» TASK TO CARRY OUT
Transcribe every record without leaving anything out or changing a word.
PROVIDED MATERIAL START
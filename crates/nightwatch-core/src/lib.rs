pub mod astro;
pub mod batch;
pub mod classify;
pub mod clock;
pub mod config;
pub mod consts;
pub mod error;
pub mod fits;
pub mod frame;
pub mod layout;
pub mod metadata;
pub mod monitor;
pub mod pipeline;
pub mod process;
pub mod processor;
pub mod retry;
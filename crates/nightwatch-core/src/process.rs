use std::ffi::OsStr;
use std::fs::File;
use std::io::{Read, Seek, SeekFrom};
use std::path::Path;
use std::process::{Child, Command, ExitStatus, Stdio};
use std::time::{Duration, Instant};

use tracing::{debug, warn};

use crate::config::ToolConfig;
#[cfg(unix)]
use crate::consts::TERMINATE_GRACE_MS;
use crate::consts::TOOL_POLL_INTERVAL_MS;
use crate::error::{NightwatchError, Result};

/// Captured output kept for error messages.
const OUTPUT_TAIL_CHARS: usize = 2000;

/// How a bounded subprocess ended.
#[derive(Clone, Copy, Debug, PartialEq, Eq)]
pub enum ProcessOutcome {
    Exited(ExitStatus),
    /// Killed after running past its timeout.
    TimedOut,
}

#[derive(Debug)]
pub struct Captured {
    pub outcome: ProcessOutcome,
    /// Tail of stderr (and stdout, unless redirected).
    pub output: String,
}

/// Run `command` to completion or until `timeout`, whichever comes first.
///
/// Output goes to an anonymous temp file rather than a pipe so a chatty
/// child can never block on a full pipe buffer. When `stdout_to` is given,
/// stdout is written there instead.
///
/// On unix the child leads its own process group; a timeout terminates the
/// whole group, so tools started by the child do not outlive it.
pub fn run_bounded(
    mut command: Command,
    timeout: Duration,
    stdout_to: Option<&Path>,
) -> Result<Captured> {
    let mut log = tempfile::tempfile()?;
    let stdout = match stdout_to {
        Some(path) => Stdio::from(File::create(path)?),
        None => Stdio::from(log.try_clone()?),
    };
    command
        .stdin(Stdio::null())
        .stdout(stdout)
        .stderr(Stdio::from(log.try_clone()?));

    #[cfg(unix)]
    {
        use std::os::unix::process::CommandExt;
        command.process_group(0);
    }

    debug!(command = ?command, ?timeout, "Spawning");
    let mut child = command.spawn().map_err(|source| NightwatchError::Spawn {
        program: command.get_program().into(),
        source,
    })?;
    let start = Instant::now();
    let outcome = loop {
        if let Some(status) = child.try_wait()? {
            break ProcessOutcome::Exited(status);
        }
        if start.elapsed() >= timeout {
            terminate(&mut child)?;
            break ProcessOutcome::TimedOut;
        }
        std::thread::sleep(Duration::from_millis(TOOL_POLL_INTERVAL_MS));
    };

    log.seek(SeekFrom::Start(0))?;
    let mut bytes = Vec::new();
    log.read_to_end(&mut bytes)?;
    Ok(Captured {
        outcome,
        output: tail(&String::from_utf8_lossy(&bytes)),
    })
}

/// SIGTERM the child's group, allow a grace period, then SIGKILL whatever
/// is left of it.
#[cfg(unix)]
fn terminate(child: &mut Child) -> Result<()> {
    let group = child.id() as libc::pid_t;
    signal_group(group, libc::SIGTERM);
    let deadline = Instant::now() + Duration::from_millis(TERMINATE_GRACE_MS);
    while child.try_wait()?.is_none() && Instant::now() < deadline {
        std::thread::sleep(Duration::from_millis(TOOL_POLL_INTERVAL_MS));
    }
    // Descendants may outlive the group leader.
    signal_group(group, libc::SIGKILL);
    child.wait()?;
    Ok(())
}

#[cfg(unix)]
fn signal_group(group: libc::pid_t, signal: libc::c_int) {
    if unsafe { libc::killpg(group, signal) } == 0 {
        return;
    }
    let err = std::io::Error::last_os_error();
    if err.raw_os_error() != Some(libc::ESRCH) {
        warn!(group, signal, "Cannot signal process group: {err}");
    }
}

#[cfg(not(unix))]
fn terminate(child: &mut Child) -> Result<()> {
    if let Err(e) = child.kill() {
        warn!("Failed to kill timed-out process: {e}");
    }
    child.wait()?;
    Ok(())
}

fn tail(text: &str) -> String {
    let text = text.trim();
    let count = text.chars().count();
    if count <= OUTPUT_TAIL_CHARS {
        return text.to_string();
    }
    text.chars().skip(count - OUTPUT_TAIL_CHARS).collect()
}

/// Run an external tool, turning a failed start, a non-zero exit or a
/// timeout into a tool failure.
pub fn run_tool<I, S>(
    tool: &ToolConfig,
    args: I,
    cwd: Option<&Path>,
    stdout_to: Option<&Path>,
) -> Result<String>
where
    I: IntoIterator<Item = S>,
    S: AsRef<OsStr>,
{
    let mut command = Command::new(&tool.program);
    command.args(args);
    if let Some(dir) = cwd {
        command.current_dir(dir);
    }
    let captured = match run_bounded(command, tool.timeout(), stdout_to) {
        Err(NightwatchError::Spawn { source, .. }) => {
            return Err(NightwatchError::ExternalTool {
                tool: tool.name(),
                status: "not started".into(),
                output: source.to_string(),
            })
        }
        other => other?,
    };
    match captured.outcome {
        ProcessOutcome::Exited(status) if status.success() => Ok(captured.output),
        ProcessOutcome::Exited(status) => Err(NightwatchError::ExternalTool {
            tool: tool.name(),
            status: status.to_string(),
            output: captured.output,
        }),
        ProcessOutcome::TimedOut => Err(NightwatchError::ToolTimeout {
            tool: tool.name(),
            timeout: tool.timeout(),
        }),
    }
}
PROVIDED MATERIAL END
» SOLVED EXERCISE
filename crates/nightwatch-core/src/lib.rs
pub mod astro;
pub mod batch;
pub mod classify;
pub mod clock;
pub mod config;
pub mod consts;
pub mod error;
pub mod fits;
pub mod frame;
pub mod layout;
pub mod metadata;
pub mod monitor;
pub mod pipeline;
pub mod process;
pub mod processor;
pub mod retry;
filename crates/nightwatch-core/src/process.rs
use std::ffi::OsStr;
use std::fs::File;
use std::io::{Read, Seek, SeekFrom};
use std::path::Path;
use std::process::{Child, Command, ExitStatus, Stdio};
use std::time::{Duration, Instant};

use tracing::{debug, warn};

use crate::config::ToolConfig;
#[cfg(unix)]
use crate::consts::TERMINATE_GRACE_MS;
use crate::consts::TOOL_POLL_INTERVAL_MS;
use crate::error::{NightwatchError, Result};

/// Captured output kept for error messages.
const OUTPUT_TAIL_CHARS: usize = 2000;

/// How a bounded subprocess ended.
#[derive(Clone, Copy, Debug, PartialEq, Eq)]
pub enum ProcessOutcome {
    Exited(ExitStatus),
    /// Killed after running past its timeout.
    TimedOut,
}

#[derive(Debug)]
pub struct Captured {
    pub outcome: ProcessOutcome,
    /// Tail of stderr (and stdout, unless redirected).
    pub output: String,
}

/// Run `command` to completion or until `timeout`, whichever comes first.
///
/// Output goes to an anonymous temp file rather than a pipe so a chatty
/// child can never block on a full pipe buffer. When `stdout_to` is given,
/// stdout is written there instead.
///
/// On unix the child leads its own process group; a timeout terminates the
/// whole group, so tools started by the child do not outlive it.
pub fn run_bounded(
    mut command: Command,
    timeout: Duration,
    stdout_to: Option<&Path>,
) -> Result<Captured> {
    let mut log = tempfile::tempfile()?;
    let stdout = match stdout_to {
        Some(path) => Stdio::from(File::create(path)?),
        None => Stdio::from(log.try_clone()?),
    };
    command
        .stdin(Stdio::null())
        .stdout(stdout)
        .stderr(Stdio::from(log.try_clone()?));

    #[cfg(unix)]
    {
        use std::os::unix::process::CommandExt;
        command.process_group(0);
    }

    debug!(command = ?command, ?timeout, "Spawning");
    let mut child = command.spawn().map_err(|source| NightwatchError::Spawn {
        program: command.get_program().into(),
        source,
    })?;
    let start = Instant::now();
    let outcome = loop {
        if let Some(status) = child.try_wait()? {
            break ProcessOutcome::Exited(status);
        }
        if start.elapsed() >= timeout {
            terminate(&mut child)?;
            break ProcessOutcome::TimedOut;
        }
        std::thread::sleep(Duration::from_millis(TOOL_POLL_INTERVAL_MS));
    };

    log.seek(SeekFrom::Start(0))?;
    let mut bytes = Vec::new();
    log.read_to_end(&mut bytes)?;
    Ok(Captured {
        outcome,
        output: tail(&String::from_utf8_lossy(&bytes)),
    })
}

/// SIGTERM the child's group, allow a grace period, then SIGKILL whatever
/// is left of it.
#[cfg(unix)]
fn terminate(child: &mut Child) -> Result<()> {
    let group = child.id() as libc::pid_t;
    signal_group(group, libc::SIGTERM);
    let deadline = Instant::now() + Duration::from_millis(TERMINATE_GRACE_MS);
    while child.try_wait()?.is_none() && Instant::now() < deadline {
        std::thread::sleep(Duration::from_millis(TOOL_POLL_INTERVAL_MS));
    }
    // Descendants may outlive the group leader.
    signal_group(group, libc::SIGKILL);
    child.wait()?;
    Ok(())
}

#[cfg(unix)]
fn signal_group(group: libc::pid_t, signal: libc::c_int) {
    if unsafe { libc::killpg(group, signal) } == 0 {
        return;
    }
    let err = std::io::Error::last_os_error();
    if err.raw_os_error() != Some(libc::ESRCH) {
        warn!(group, signal, "Cannot signal process group: {err}");
    }
}

#[cfg(not(unix))]
fn terminate(child: &mut Child) -> Result<()> {
    if let Err(e) = child.kill() {
        warn!("Failed to kill timed-out process: {e}");
    }
    child.wait()?;
    Ok(())
}

fn tail(text: &str) -> String {
    let text = text.trim();
    let count = text.chars().count();
    if count <= OUTPUT_TAIL_CHARS {
        return text.to_string();
    }
    text.chars().skip(count - OUTPUT_TAIL_CHARS).collect()
}

/// Run an external tool, turning a failed start, a non-zero exit or a
/// timeout into a tool failure.
pub fn run_tool<I, S>(
    tool: &ToolConfig,
    args: I,
    cwd: Option<&Path>,
    stdout_to: Option<&Path>,
) -> Result<String>
where
    I: IntoIterator<Item = S>,
    S: AsRef<OsStr>,
{
    let mut command = Command::new(&tool.program);
    command.args(args);
    if let Some(dir) = cwd {
        command.current_dir(dir);
    }
    let captured = match run_bounded(command, tool.timeout(), stdout_to) {
        Err(NightwatchError::Spawn { source, .. }) => {
            return Err(NightwatchError::ExternalTool {
                tool: tool.name(),
                status: "not started".into(),
                output: source.to_string(),
            })
        }
        other => other?,
    };
    match captured.outcome {
        ProcessOutcome::Exited(status) if status.success() => Ok(captured.output),
        ProcessOutcome::Exited(status) => Err(NightwatchError::ExternalTool {
            tool: tool.name(),
            status: status.to_string(),
            output: captured.output,
        }),
        ProcessOutcome::TimedOut => Err(NightwatchError::ToolTimeout {
            tool: tool.name(),
            timeout: tool.timeout(),
        }),
    }
}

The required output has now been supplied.